KAMUCU TARIM POLİTİKALARINA ÇAĞRI
Tarım ürünlerinin satışlarında fiyatların arttığına dikkat çeken Türk, “Bu dönemde fiyatlarının artmasına ne yazık ki alıştık ve doğal karşılamaya başladık. Ancak çiftçinin satış fiyatlarında bir artış söz konusu değil.
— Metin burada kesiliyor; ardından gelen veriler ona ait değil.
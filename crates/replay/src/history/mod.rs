//! Event history consumed by the engine
//!
//! The history is an append-only log owned by the orchestration service.
//! The engine never generates or reorders it; it only replays it.

mod event;

pub use event::{EventAttributes, EventKind, FailureInfo, HistoryEvent, TimeoutType};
Burada önemli olan kamucu tarım politikalarına yönelerek hem üretim miktarını hem de satış fiyatlarını kontrol altında tutmaktır. Üretim ve pazarlama zincir marketlere ve/veya özel sektöre terk ettiğiniz zaman doğal olarak kâr amaçlı bir yapılanmayla karşılaşılmakta, ardından da stokçulukla mücadele edilmektedir” dedi.
“Önümüzde yurt dışındaki üretimin de düşmesi nedeniyle ciddi bir pazar bulunmaktadır. Özel sektör tarlada fiyatların düşmesini beklemekte daha sonra da yapabileceği en yüksek kârla da satışını gerçekleştirme düşüncesindedir” diyen Türk sözlerini şöyle tamamladı: “Devlet burada müdahalelerde bulunduğu takdirde fiyat regülasyonu sağlanarak hem çiftçinin kazancı arttırılarak önümüzdeki günlerdeki tarımsal üretimin arttırılması sağlanır hem de halkımızın güvenilir ve uygun fiyatlı gıdaya ulaşımı sağlanmış olur.”